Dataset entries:
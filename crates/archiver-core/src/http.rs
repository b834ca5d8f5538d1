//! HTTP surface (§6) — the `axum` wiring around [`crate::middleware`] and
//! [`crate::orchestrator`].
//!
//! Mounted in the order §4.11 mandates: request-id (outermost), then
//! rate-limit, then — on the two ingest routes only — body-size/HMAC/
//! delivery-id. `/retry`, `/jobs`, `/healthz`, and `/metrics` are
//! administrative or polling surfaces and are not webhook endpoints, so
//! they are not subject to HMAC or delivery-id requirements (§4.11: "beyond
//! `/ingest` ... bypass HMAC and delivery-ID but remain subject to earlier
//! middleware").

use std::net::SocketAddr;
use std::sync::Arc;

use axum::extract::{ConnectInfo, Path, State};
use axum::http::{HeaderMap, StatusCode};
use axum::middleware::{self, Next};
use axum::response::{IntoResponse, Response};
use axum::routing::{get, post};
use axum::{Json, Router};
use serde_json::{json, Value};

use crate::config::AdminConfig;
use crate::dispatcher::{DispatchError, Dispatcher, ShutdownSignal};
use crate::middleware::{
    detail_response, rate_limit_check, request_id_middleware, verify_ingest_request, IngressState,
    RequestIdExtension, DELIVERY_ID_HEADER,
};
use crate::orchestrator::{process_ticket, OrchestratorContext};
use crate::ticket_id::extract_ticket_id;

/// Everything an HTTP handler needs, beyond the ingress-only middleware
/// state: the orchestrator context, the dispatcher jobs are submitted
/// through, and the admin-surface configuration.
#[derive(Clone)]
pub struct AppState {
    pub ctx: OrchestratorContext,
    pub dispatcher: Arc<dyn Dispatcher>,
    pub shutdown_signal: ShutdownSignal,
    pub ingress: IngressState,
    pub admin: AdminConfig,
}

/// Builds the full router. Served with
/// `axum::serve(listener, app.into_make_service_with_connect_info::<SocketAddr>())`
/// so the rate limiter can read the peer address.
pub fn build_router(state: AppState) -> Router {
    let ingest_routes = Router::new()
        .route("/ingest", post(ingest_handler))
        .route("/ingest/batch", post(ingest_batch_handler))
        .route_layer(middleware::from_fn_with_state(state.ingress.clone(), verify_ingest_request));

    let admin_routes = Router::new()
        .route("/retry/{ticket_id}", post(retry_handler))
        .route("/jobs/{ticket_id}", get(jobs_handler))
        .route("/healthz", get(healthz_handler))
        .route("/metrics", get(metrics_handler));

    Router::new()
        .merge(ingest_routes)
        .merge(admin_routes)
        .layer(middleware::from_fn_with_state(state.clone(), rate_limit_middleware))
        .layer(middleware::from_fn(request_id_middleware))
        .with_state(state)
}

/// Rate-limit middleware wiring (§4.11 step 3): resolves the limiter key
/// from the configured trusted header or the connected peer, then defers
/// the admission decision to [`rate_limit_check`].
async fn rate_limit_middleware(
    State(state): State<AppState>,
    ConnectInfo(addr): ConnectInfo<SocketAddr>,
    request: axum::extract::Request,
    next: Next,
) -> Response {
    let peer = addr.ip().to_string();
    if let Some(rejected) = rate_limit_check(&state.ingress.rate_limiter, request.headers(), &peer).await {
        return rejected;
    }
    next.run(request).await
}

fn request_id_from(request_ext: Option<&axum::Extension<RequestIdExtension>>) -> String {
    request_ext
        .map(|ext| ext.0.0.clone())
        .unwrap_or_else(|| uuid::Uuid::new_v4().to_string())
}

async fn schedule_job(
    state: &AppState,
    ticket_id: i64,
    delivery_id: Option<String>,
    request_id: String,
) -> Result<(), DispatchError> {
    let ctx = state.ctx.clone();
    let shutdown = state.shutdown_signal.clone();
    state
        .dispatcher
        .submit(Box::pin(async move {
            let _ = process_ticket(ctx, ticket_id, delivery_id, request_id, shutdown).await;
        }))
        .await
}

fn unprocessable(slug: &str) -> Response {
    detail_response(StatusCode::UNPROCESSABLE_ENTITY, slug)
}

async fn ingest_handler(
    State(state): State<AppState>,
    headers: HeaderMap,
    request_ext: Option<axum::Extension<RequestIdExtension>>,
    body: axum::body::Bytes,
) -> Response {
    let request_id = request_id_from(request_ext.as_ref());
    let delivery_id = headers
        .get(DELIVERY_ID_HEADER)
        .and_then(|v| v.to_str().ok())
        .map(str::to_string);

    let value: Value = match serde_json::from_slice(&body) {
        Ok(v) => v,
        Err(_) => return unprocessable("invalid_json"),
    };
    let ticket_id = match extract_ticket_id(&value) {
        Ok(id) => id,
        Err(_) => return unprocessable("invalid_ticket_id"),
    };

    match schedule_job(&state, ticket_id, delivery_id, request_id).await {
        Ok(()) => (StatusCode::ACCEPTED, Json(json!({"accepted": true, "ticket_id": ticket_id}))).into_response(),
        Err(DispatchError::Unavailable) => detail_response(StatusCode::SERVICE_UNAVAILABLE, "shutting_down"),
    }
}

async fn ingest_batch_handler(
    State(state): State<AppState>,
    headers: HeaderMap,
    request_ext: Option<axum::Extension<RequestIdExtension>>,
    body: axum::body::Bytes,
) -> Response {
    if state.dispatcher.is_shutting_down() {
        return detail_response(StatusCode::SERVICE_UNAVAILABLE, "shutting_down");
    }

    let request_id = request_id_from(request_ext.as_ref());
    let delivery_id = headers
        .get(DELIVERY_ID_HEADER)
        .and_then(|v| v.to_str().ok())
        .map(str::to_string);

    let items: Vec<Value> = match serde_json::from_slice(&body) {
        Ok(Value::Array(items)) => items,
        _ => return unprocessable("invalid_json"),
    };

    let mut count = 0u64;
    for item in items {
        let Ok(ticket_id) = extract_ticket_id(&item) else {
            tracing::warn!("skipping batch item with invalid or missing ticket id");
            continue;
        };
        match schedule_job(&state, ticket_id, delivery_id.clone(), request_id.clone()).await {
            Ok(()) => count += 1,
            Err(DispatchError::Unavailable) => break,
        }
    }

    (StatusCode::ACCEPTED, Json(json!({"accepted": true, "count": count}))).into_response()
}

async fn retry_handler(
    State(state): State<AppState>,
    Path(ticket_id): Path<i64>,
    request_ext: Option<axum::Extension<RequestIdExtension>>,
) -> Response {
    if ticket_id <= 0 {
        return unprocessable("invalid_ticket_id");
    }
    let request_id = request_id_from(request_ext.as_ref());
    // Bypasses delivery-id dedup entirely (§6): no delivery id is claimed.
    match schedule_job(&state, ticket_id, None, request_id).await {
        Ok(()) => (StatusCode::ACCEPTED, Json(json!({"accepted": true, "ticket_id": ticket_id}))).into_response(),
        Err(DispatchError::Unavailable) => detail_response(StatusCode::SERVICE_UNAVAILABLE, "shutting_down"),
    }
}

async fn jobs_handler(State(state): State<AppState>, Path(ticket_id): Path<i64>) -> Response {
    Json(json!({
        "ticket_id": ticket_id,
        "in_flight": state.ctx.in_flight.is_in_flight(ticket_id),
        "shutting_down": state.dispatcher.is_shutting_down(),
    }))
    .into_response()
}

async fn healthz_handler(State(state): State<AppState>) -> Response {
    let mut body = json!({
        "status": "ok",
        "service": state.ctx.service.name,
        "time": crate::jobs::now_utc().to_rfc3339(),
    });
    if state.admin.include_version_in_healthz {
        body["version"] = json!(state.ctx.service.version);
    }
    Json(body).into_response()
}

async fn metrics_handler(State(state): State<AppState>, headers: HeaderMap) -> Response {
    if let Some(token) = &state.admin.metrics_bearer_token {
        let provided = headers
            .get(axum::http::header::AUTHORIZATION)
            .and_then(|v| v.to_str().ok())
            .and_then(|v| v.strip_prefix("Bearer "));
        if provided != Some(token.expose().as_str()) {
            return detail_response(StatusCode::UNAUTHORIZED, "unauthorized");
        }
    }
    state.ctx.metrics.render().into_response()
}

WHAT TO PRODUCE:
Across the data above, how many lines contain "items"? Reply with a bare number.

RESPONSE BOX:
3